Stored items:
↓

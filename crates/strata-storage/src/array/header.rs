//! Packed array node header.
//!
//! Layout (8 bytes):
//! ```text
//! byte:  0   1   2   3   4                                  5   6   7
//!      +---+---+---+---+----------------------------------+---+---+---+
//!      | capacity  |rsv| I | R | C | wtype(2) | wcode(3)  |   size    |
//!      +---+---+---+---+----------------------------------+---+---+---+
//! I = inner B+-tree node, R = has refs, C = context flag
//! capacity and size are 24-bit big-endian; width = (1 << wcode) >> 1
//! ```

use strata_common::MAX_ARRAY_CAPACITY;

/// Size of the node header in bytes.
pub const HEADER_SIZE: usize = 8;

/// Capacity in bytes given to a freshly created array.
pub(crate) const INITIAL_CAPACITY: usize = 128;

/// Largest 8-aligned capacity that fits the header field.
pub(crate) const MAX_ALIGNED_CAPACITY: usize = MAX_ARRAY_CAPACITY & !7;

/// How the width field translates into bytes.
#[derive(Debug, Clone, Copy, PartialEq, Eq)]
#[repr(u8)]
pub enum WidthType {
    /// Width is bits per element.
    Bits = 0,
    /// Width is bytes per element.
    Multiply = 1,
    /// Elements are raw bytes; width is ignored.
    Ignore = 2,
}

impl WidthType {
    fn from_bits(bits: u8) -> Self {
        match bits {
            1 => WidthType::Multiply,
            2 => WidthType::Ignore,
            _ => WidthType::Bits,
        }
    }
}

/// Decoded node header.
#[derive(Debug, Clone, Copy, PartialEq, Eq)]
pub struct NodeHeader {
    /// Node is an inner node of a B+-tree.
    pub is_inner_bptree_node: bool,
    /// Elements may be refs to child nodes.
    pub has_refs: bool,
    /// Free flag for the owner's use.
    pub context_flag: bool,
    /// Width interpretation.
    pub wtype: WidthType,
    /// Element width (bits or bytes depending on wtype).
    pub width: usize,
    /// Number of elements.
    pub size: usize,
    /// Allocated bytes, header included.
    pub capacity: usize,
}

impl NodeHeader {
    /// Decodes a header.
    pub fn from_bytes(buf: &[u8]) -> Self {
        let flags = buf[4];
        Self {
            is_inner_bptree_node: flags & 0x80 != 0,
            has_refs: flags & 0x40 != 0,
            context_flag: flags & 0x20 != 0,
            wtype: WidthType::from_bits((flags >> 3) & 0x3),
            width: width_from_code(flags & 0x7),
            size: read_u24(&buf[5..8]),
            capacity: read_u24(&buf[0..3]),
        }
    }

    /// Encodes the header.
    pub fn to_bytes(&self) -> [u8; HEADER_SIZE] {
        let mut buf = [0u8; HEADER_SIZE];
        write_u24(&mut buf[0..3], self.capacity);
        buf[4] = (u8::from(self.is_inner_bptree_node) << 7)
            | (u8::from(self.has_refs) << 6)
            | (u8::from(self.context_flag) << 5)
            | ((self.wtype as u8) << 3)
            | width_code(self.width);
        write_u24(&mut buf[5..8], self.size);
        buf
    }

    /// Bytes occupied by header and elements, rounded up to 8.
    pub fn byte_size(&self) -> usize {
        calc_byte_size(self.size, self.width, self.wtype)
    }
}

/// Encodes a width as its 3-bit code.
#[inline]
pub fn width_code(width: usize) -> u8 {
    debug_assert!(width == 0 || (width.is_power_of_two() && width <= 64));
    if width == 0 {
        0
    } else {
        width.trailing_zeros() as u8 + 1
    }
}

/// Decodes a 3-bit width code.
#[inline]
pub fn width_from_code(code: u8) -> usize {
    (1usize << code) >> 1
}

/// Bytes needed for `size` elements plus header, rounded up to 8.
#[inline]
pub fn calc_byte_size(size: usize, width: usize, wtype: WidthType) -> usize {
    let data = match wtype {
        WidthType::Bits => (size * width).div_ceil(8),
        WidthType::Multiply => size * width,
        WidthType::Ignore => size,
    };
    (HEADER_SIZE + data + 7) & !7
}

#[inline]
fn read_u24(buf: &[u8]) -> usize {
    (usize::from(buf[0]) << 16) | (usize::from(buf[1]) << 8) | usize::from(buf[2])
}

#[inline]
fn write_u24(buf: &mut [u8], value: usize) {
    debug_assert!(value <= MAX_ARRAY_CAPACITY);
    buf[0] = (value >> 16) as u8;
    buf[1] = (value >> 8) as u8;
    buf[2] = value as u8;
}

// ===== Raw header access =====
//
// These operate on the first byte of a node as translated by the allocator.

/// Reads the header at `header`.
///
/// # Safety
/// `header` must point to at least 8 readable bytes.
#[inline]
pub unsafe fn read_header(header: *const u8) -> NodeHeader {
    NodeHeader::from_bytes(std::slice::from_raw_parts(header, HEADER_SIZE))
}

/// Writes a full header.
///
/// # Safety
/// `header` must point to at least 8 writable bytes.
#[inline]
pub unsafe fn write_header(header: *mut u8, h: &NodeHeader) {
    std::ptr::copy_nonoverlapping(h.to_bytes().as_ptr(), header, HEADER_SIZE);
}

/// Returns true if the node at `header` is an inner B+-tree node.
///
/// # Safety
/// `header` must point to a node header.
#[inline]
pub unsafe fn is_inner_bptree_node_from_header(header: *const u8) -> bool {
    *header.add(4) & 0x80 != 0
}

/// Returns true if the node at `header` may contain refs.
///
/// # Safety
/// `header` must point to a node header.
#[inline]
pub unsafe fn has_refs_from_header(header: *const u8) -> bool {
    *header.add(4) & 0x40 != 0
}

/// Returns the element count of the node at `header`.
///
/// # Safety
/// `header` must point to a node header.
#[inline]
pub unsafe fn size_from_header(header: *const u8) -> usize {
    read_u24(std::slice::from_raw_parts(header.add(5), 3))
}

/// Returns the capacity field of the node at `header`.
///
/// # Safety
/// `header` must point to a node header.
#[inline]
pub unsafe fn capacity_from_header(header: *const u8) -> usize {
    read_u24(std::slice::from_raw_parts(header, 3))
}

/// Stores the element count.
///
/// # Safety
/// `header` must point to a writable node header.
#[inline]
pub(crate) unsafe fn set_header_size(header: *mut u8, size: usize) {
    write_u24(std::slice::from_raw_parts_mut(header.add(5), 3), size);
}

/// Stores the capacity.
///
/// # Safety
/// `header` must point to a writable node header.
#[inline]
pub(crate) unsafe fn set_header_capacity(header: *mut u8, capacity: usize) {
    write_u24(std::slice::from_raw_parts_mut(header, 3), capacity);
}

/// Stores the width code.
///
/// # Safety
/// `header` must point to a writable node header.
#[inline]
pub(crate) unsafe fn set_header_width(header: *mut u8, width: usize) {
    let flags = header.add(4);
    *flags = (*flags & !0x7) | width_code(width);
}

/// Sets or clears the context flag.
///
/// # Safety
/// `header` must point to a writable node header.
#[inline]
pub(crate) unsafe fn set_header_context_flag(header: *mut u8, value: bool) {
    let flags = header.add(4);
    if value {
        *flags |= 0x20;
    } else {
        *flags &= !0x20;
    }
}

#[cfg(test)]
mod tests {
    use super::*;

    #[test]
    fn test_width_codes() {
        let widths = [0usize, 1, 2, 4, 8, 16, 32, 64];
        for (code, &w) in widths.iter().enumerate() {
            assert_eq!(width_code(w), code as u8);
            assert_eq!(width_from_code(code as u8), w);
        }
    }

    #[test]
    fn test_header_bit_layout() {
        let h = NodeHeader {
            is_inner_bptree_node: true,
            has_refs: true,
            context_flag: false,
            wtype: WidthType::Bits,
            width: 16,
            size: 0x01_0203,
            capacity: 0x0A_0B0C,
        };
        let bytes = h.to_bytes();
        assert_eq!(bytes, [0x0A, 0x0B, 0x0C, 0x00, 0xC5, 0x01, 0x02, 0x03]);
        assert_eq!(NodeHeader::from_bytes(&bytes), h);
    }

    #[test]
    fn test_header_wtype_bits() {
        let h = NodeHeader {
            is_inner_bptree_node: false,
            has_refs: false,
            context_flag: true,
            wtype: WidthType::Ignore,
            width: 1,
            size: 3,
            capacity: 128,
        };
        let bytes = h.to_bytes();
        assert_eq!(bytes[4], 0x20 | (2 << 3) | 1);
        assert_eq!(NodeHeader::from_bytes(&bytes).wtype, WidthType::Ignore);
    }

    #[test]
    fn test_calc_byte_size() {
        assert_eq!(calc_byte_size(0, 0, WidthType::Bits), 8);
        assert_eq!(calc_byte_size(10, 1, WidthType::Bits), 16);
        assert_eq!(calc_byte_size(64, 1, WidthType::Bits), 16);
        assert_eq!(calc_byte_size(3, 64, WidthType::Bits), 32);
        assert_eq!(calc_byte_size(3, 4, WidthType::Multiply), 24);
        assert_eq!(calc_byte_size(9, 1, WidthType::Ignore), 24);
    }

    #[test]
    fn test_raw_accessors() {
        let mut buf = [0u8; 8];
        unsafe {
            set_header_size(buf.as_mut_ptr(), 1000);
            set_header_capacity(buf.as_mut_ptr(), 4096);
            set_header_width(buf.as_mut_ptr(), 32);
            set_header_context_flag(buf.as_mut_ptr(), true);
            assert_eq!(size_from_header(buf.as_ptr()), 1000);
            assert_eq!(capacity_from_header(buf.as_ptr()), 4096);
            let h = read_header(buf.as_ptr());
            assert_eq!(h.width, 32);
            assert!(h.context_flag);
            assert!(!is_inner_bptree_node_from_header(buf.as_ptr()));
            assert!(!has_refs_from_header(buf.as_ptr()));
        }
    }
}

↑

*Your instructions*
Gather each line in the entries above where the string "data" is found.

*Reply*
    let data = match wtype {
    (HEADER_SIZE + data + 7) & !7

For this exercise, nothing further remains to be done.